Although not entirely unexpected given the grave nature of his previous illnesses — he had surgery for a rare form of pancreatic cancer in 2004 — Jobs's resignation ends one of the most extraordinary runs in business history. This month, Apple briefly became the most valuable company in the world, surpassing oil giant Exxon Mobil.
Jobs has been replaced by Tim Cook, his longtime No. 2 and the company's chief operating officer. Cook has run Apple's day-to-day operations during Jobs's health-related absences. Jobs will be chairman of the board.
A volatile visionary, a detail-obsessed taskmaster, a lover of simple, understated design in hardware and in software, Jobs over the past three decades has had an outsize, iconoclastic influence on personal computing — first with the Apple II and then the Macintosh computers, then iPods, and now with post-PC devices such as the iPhone and iPad. No other electronics company in the world introduces products that spur massive lines of fans that snake around malls, sometimes for days.

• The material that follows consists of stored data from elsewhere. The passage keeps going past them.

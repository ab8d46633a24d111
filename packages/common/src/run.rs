use serde::{Deserialize, Serialize};

/// Hardware and OS descriptors taken from the first two lines of a capture.
#[derive(Clone, Debug, Default, PartialEq, Eq, Serialize, Deserialize, utoipa::ToSchema)]
pub struct RunSpec {
    #[schema(example = "Arch Linux")]
    pub os: String,
    #[schema(example = "AMD Ryzen 7 5800X3D 8-Core Processor")]
    pub cpu: String,
    #[schema(example = "AMD Radeon RX 7900 XTX")]
    pub gpu: String,
    /// Humanized total RAM.
    #[schema(example = "17 GB")]
    pub ram: String,
    #[schema(example = "6.9.7-arch1-1")]
    pub kernel: String,
    #[schema(example = "scx_lavd")]
    pub scheduler: String,
}

/// One numeric telemetry column of a run, in wire order.
#[derive(Clone, Copy, Debug, PartialEq, Eq, Hash)]
pub enum Column {
    Fps,
    FrameTime,
    CpuLoad,
    GpuLoad,
    CpuTemp,
    GpuTemp,
    GpuCoreClock,
    GpuMemClock,
    GpuVramUsed,
    GpuPower,
    RamUsed,
    SwapUsed,
}

impl Column {
    /// All columns, ordered as they appear in the CSV data section.
    pub const ALL: [Column; 12] = [
        Column::Fps,
        Column::FrameTime,
        Column::CpuLoad,
        Column::GpuLoad,
        Column::CpuTemp,
        Column::GpuTemp,
        Column::GpuCoreClock,
        Column::GpuMemClock,
        Column::GpuVramUsed,
        Column::GpuPower,
        Column::RamUsed,
        Column::SwapUsed,
    ];

    /// Human-readable name used in error messages and LLM prompts.
    pub fn display_name(self) -> &'static str {
        match self {
            Column::Fps => "FPS",
            Column::FrameTime => "Frame time",
            Column::CpuLoad => "CPU load",
            Column::GpuLoad => "GPU load",
            Column::CpuTemp => "CPU temp",
            Column::GpuTemp => "GPU temp",
            Column::GpuCoreClock => "GPU core clock",
            Column::GpuMemClock => "GPU mem clock",
            Column::GpuVramUsed => "GPU VRAM used",
            Column::GpuPower => "GPU power",
            Column::RamUsed => "RAM used",
            Column::SwapUsed => "Swap used",
        }
    }

    /// Column name in the CSV data header.
    pub fn header_name(self) -> &'static str {
        match self {
            Column::Fps => "fps",
            Column::FrameTime => "frametime",
            Column::CpuLoad => "cpu_load",
            Column::GpuLoad => "gpu_load",
            Column::CpuTemp => "cpu_temp",
            Column::GpuTemp => "gpu_temp",
            Column::GpuCoreClock => "gpu_core_clock",
            Column::GpuMemClock => "gpu_mem_clock",
            Column::GpuVramUsed => "gpu_vram_used",
            Column::GpuPower => "gpu_power",
            Column::RamUsed => "ram_used",
            Column::SwapUsed => "swap_used",
        }
    }
}

/// Telemetry captured by a single CSV file.
///
/// All twelve data columns always have the same length.
#[derive(Clone, Debug, Default, PartialEq, Serialize, Deserialize, utoipa::ToSchema)]
pub struct BenchmarkRun {
    /// File name without its extension.
    #[schema(example = "lavd-defaults")]
    pub label: String,
    pub spec: RunSpec,

    pub fps: Vec<f64>,
    pub frame_time: Vec<f64>,
    pub cpu_load: Vec<f64>,
    pub gpu_load: Vec<f64>,
    pub cpu_temp: Vec<f64>,
    pub gpu_temp: Vec<f64>,
    pub gpu_core_clock: Vec<f64>,
    pub gpu_mem_clock: Vec<f64>,
    pub gpu_vram_used: Vec<f64>,
    pub gpu_power: Vec<f64>,
    pub ram_used: Vec<f64>,
    pub swap_used: Vec<f64>,
}

impl BenchmarkRun {
    /// Create an empty run whose columns are pre-sized for `capacity` samples.
    pub fn with_capacity(label: String, spec: RunSpec, capacity: usize) -> Self {
        Self {
            label,
            spec,
            fps: Vec::with_capacity(capacity),
            frame_time: Vec::with_capacity(capacity),
            cpu_load: Vec::with_capacity(capacity),
            gpu_load: Vec::with_capacity(capacity),
            cpu_temp: Vec::with_capacity(capacity),
            gpu_temp: Vec::with_capacity(capacity),
            gpu_core_clock: Vec::with_capacity(capacity),
            gpu_mem_clock: Vec::with_capacity(capacity),
            gpu_vram_used: Vec::with_capacity(capacity),
            gpu_power: Vec::with_capacity(capacity),
            ram_used: Vec::with_capacity(capacity),
            swap_used: Vec::with_capacity(capacity),
        }
    }

    pub fn column(&self, column: Column) -> &[f64] {
        match column {
            Column::Fps => &self.fps,
            Column::FrameTime => &self.frame_time,
            Column::CpuLoad => &self.cpu_load,
            Column::GpuLoad => &self.gpu_load,
            Column::CpuTemp => &self.cpu_temp,
            Column::GpuTemp => &self.gpu_temp,
            Column::GpuCoreClock => &self.gpu_core_clock,
            Column::GpuMemClock => &self.gpu_mem_clock,
            Column::GpuVramUsed => &self.gpu_vram_used,
            Column::GpuPower => &self.gpu_power,
            Column::RamUsed => &self.ram_used,
            Column::SwapUsed => &self.swap_used,
        }
    }

    pub fn column_mut(&mut self, column: Column) -> &mut Vec<f64> {
        match column {
            Column::Fps => &mut self.fps,
            Column::FrameTime => &mut self.frame_time,
            Column::CpuLoad => &mut self.cpu_load,
            Column::GpuLoad => &mut self.gpu_load,
            Column::CpuTemp => &mut self.cpu_temp,
            Column::GpuTemp => &mut self.gpu_temp,
            Column::GpuCoreClock => &mut self.gpu_core_clock,
            Column::GpuMemClock => &mut self.gpu_mem_clock,
            Column::GpuVramUsed => &mut self.gpu_vram_used,
            Column::GpuPower => &mut self.gpu_power,
            Column::RamUsed => &mut self.ram_used,
            Column::SwapUsed => &mut self.swap_used,
        }
    }

    /// Number of samples in the run.
    pub fn len(&self) -> usize {
        self.fps.len()
    }

    pub fn is_empty(&self) -> bool {
        Column::ALL.iter().all(|&c| self.column(c).is_empty())
    }

    /// Append one parsed sample row, keeping the columns parallel.
    pub(crate) fn push_sample(&mut self, values: &[f64; 12]) {
        for (column, value) in Column::ALL.iter().zip(values) {
            self.column_mut(*column).push(*value);
        }
    }
}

"He's had a massive impact on personal computing — more important than Bill Gates or anybody else, I think," said Leander Kahney, editor of the blog Cult of Mac and a longtime computer industry observer. "He has made this company in his image. It functions almost as an extension of his unique personality. There's really nothing else like it."
In recent years, as Apple stores have popped up in malls around the country and in iconic locations on several continents — it has a mammoth store in London's Covent Garden — the company's reach has stretched beyond its fanboy customers, who disliked Microsoft's more geeky offerings, and into the lives of everyday consumers. They use the company's products in their offices, their cars, on their couches and in bed.
Even the stodgy federal government has recently embraced Apple products, deploying iPads, iPhones and Mac laptops to bureaucrats, criminal investigators and doctors. Company executives have said that interest in the iPad by government agencies, schools and colleges has taken them by surprise. Several other companies have tried to match Apple's recent success with the iPad, but most competing products have not caught on.